Elle resta silencieuse longtemps. Quand elle parla enfin, sa voix était lasse, presque tendre.
— Et Colette ? Elle ne sait pas que tu la laisses entre les mains de la Résistance ce soir, pour tendre ce piège ?
— Elle sait ce qu’elle doit savoir, dit-il. Elle sait que je reviendrai la chercher, ou qu’elle sera libre de tout choisir après. C’est tout ce que je peux lui offrir.
— C’est mince, comme promesse.
— C’est la seule qui vaille quelque chose dans cette ville, répondit-il.
Camille prit le magnétophone, le fit glisser dans la poche de son manteau, et hocha la tête. Un accord silencieux. Elle se dirigea vers la porte, puis s’arrêta.
— Une dernière chose, Lucien. Pourquoi me faire confiance maintenant ? Après tout ce que je viens de découvrir ?
— Parce que tu es la seule personne qui ait jamais aimé Marcel pour ce qu’il était, et que tu es la seule à qui je puisse dire la vérité sans qu’elle essaie d’en tirer profit.

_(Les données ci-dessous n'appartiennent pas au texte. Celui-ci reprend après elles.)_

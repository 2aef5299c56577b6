use std::sync::atomic::{AtomicU64, Ordering};

/// Process-wide transfer and connection counters. Sessions record events
/// from their own tasks, so every counter is a relaxed atomic; recording
/// never blocks the calling session.
#[derive(Debug, Default)]
pub struct FtpStatistics {
    total_connections: AtomicU64,
    current_connections: AtomicU64,
    total_logins: AtomicU64,
    current_logins: AtomicU64,
    files_deleted: AtomicU64,
    files_uploaded: AtomicU64,
    files_downloaded: AtomicU64,
    dirs_created: AtomicU64,
    dirs_removed: AtomicU64,
    files_renamed: AtomicU64,
    bytes_uploaded: AtomicU64,
    bytes_downloaded: AtomicU64,
}

/// Point-in-time copy of every counter, for tests and shutdown logging.
#[derive(Debug, Clone, Copy, PartialEq, Eq)]
pub struct StatisticsSnapshot {
    pub total_connections: u64,
    pub current_connections: u64,
    pub total_logins: u64,
    pub current_logins: u64,
    pub files_deleted: u64,
    pub files_uploaded: u64,
    pub files_downloaded: u64,
    pub dirs_created: u64,
    pub dirs_removed: u64,
    pub files_renamed: u64,
    pub bytes_uploaded: u64,
    pub bytes_downloaded: u64,
}

impl FtpStatistics {
    pub fn new() -> Self {
        Self::default()
    }

    pub fn record_open_connection(&self) {
        self.total_connections.fetch_add(1, Ordering::Relaxed);
        self.current_connections.fetch_add(1, Ordering::Relaxed);
    }

    pub fn record_close_connection(&self) {
        self.current_connections.fetch_sub(1, Ordering::Relaxed);
    }

    pub fn record_login(&self) {
        self.total_logins.fetch_add(1, Ordering::Relaxed);
        self.current_logins.fetch_add(1, Ordering::Relaxed);
    }

    pub fn record_logout(&self) {
        self.current_logins.fetch_sub(1, Ordering::Relaxed);
    }

    pub fn record_delete(&self) {
        self.files_deleted.fetch_add(1, Ordering::Relaxed);
    }

    pub fn record_mkdir(&self) {
        self.dirs_created.fetch_add(1, Ordering::Relaxed);
    }

    pub fn record_rmdir(&self) {
        self.dirs_removed.fetch_add(1, Ordering::Relaxed);
    }

    pub fn record_rename(&self) {
        self.files_renamed.fetch_add(1, Ordering::Relaxed);
    }

    pub fn record_upload(&self, bytes: u64) {
        self.files_uploaded.fetch_add(1, Ordering::Relaxed);
        self.bytes_uploaded.fetch_add(bytes, Ordering::Relaxed);
    }

    pub fn record_download(&self, bytes: u64) {
        self.files_downloaded.fetch_add(1, Ordering::Relaxed);
        self.bytes_downloaded.fetch_add(bytes, Ordering::Relaxed);
    }

    pub fn snapshot(&self) -> StatisticsSnapshot {
        StatisticsSnapshot {
            total_connections: self.total_connections.load(Ordering::Relaxed),
            current_connections: self.current_connections.load(Ordering::Relaxed),
            total_logins: self.total_logins.load(Ordering::Relaxed),
            current_logins: self.current_logins.load(Ordering::Relaxed),
            files_deleted: self.files_deleted.load(Ordering::Relaxed),
            files_uploaded: self.files_uploaded.load(Ordering::Relaxed),
            files_downloaded: self.files_downloaded.load(Ordering::Relaxed),
            dirs_created: self.dirs_created.load(Ordering::Relaxed),
            dirs_removed: self.dirs_removed.load(Ordering::Relaxed),
            files_renamed: self.files_renamed.load(Ordering::Relaxed),
            bytes_uploaded: self.bytes_uploaded.load(Ordering::Relaxed),
            bytes_downloaded: self.bytes_downloaded.load(Ordering::Relaxed),
        }
    }
}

C’est une mauvaise raison, Camille, mais c’est la seule que j’aie.
Elle sortit sans un mot. La porte claqua, et le silence retomba dans l’appartement. Lucien regarda la pluie qui ruisselait sur les toits d’en face, et pensa au fleuve. Brandt se croyait maître du terrain, un joueur invincible qui avait toujours trois coups d’avance. Mais même les meilleurs joueurs finissent par oublier qu’il n’y a qu’une règle dans ce métier : le plus téméraire gagne toujours, à condition d’être assez désespéré pour ne plus avoir rien à perdre.
Il posa la main sur la poche intérieure de sa veste, où la carte des caches réelles — celle avec les trois seules coordonnées qui comptent — glissait contre son cœur. Une barge, un fil, un détonateur. Et Brandt, qui viendrait lui-même chercher l’or.
La soirée s’étirait encore, mais Lucien savait qu’il ne verrait pas le lever du soleil sans avoir mis ce plan à l’épreuve.
Il sortit à son tour sous la pluie, le col relevé, et la rue l’avala dans l’ombre.